Le système de soins dont les américains ne veulent plus, N. Sarkosy veut nous l’imposer.
Déjà, l’absence de moyens supplémentaires pour l’hôpital entraîne la dégradation des conditions de travail et la pénurie organisée des personnels. Des personnels qui sont dans une difficulté d’exercice parce qu’ils ne sont pas assez nombreux. Il faut savoir qu’avec la mise en place de cette loi se sera 20 000 à 30 000 emplois qui vont être supprimés d’ici à 2012 (800 en bretagne au minimum). Avec la mise en place de la T2A notre établissement subit depuis quelques années plan d’économie sur plan d’économie avec à la clé des suppressions de mensualités, soit l’équivalent de 18 postes cette année. Que dire de la suppression des lits (100 000 déjà depuis 1992).

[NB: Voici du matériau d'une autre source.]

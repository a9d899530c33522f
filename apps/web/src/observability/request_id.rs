//! Request ID middleware - tags each request so its log lines can be grouped.

use actix_web::{
    Error, HttpMessage,
    dev::{Service, ServiceRequest, ServiceResponse, Transform, forward_ready},
    http::header::{HeaderName, HeaderValue},
};
use std::future::{Future, Ready, ready};
use std::pin::Pin;
use uuid::Uuid;

/// Header carrying the request ID, in and out.
pub static REQUEST_ID_HEADER: &str = "x-request-id";

/// Longest client-supplied ID that is propagated as-is.
const MAX_INCOMING_LEN: usize = 128;

/// Reuses an incoming `X-Request-ID` or generates one, stores it in request
/// extensions and echoes it on the response.
pub struct RequestIdMiddleware;

impl<S, B> Transform<S, ServiceRequest> for RequestIdMiddleware
where
    S: Service<ServiceRequest, Response = ServiceResponse<B>, Error = Error>,
    S::Future: 'static,
    B: 'static,
{
    type Response = ServiceResponse<B>;
    type Error = Error;
    type Transform = RequestIdService<S>;
    type InitError = ();
    type Future = Ready<Result<Self::Transform, Self::InitError>>;

    fn new_transform(&self, service: S) -> Self::Future {
        ready(Ok(RequestIdService { service }))
    }
}

pub struct RequestIdService<S> {
    service: S,
}

fn incoming_id(req: &ServiceRequest) -> Option<String> {
    req.headers()
        .get(REQUEST_ID_HEADER)
        .and_then(|v| v.to_str().ok())
        .filter(|v| !v.is_empty() && v.len() <= MAX_INCOMING_LEN)
        .map(String::from)
}

impl<S, B> Service<ServiceRequest> for RequestIdService<S>
where
    S: Service<ServiceRequest, Response = ServiceResponse<B>, Error = Error>,
    S::Future: 'static,
    B: 'static,
{
    type Response = ServiceResponse<B>;
    type Error = Error;
    type Future = Pin<Box<dyn Future<Output = Result<Self::Response, Self::Error>>>>;

    forward_ready!(service);

    fn call(&self, req: ServiceRequest) -> Self::Future {
        let request_id = incoming_id(&req).unwrap_or_else(|| Uuid::new_v4().to_string());
        req.extensions_mut().insert(RequestId(request_id.clone()));

        let span = tracing::info_span!("request", request_id = %request_id);
        let _guard = span.enter();
        tracing::debug!(path = %req.path(), "Dispatching request");

        let fut = self.service.call(req);

        Box::pin(async move {
            let mut res = fut.await?;
            if let Ok(value) = HeaderValue::from_str(&request_id) {
                res.headers_mut()
                    .insert(HeaderName::from_static(REQUEST_ID_HEADER), value);
            }
            Ok(res)
        })
    }
}

/// The current request's ID, as stored by [`RequestIdMiddleware`].
#[derive(Debug, Clone)]
pub struct RequestId(pub String);

impl RequestId {
    pub fn as_str(&self) -> &str {
        &self.0
    }
}

impl actix_web::FromRequest for RequestId {
    type Error = actix_web::Error;
    type Future = Ready<Result<Self, Self::Error>>;

    fn from_request(req: &actix_web::HttpRequest, _: &mut actix_web::dev::Payload) -> Self::Future {
        let request_id = req
            .extensions()
            .get::<RequestId>()
            .cloned()
            .unwrap_or_else(|| RequestId(Uuid::new_v4().to_string()));

        ready(Ok(request_id))
    }
}

#[cfg(test)]
mod tests {
    use super::*;
    use actix_web::{App, HttpResponse, test, web};

    async fn echo(id: RequestId) -> HttpResponse {
        HttpResponse::Ok().body(id.as_str().to_string())
    }

    #[actix_web::test]
    async fn test_generates_and_echoes_id() {
        let app = test::init_service(
            App::new()
                .wrap(RequestIdMiddleware)
                .route("/", web::get().to(echo)),
        )
        .await;

        let res = test::call_service(&app, test::TestRequest::get().uri("/").to_request()).await;
        let header = res.headers().get(REQUEST_ID_HEADER).unwrap().to_str().unwrap().to_string();
        let body = test::read_body(res).await;
        assert_eq!(body, header.as_bytes());
        assert!(Uuid::parse_str(&header).is_ok());
    }

    #[actix_web::test]
    async fn test_propagates_incoming_id() {
        let app = test::init_service(
            App::new()
                .wrap(RequestIdMiddleware)
                .route("/", web::get().to(echo)),
        )
        .await;

        let req = test::TestRequest::get()
            .uri("/")
            .insert_header((REQUEST_ID_HEADER, "lb-1234"))
            .to_request();
        let res = test::call_service(&app, req).await;
        assert_eq!(res.headers().get(REQUEST_ID_HEADER).unwrap(), "lb-1234");
    }
}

L’organisation des soins, ce n’est pas dans la loi. La constitution de filières de soins, ce n’est pas dans la loi ! Le financement des hôpitaux, ce n’est pas dans la loi. Cette grande loi se résume donc à transformer les hôpitaux en entreprises en donnant tout le pouvoir au directeur !
Autre pilier du texte du gouvernement, les ARS qui regrouperont les ex ARH, ddass, drass, unions régionales d’assurance maladie, elles déclineront régionalement la politique de santé. Les ARS décideront des ouvertures, des fermetures, des regroupements de toutes les activités de soins. L’ARS aura entre ses mains l’ensemble des crédits et pourra ainsi transférer activités et financement de l’hôpital public vers le secteur privé comme le prévoit l’article 1° de la loi (clinique de la baie).
Le directeur de l’ARS fixera la rémunération du directeur de l’hôpital et pourra mettre fin à ses fonctions, si celui-ci ne parvient pas à ses objectifs financiers. Pour information, un Directeur d’ARH gagne actuellement un peu plus de 111 000 € par an + 20 % de primes si ses objectifs sont atteints, combien empocheront les futurs patrons d’ARS, sachant que demain ils seront amenés à gérer un budget colossal frisant le milliard d’€ ?
Il n’y a aucune urgence pour réformer l’hôpital public.
Il n’y a qu’un président pressé. Il est volontariste, mais il sait reculer. Il vient de le faire.
Seule une grande mobilisation de la communauté hospitalière non médicale et médicale, et de l’ensemble de la population, permettra d’obtenir le retrait de la loi.
SUD Santé revendique :
Le retrait du projet de loi Hôpital, patients, santé, territoires,
L’arrêt des suppressions d’emplois,
L’arrêt des fermetures d’établissements
La remise à niveau des budgets
L’instauration d’une véritable démocratie sanitaire associant médecins, personnels, usagers, élus, au choix de santé publique.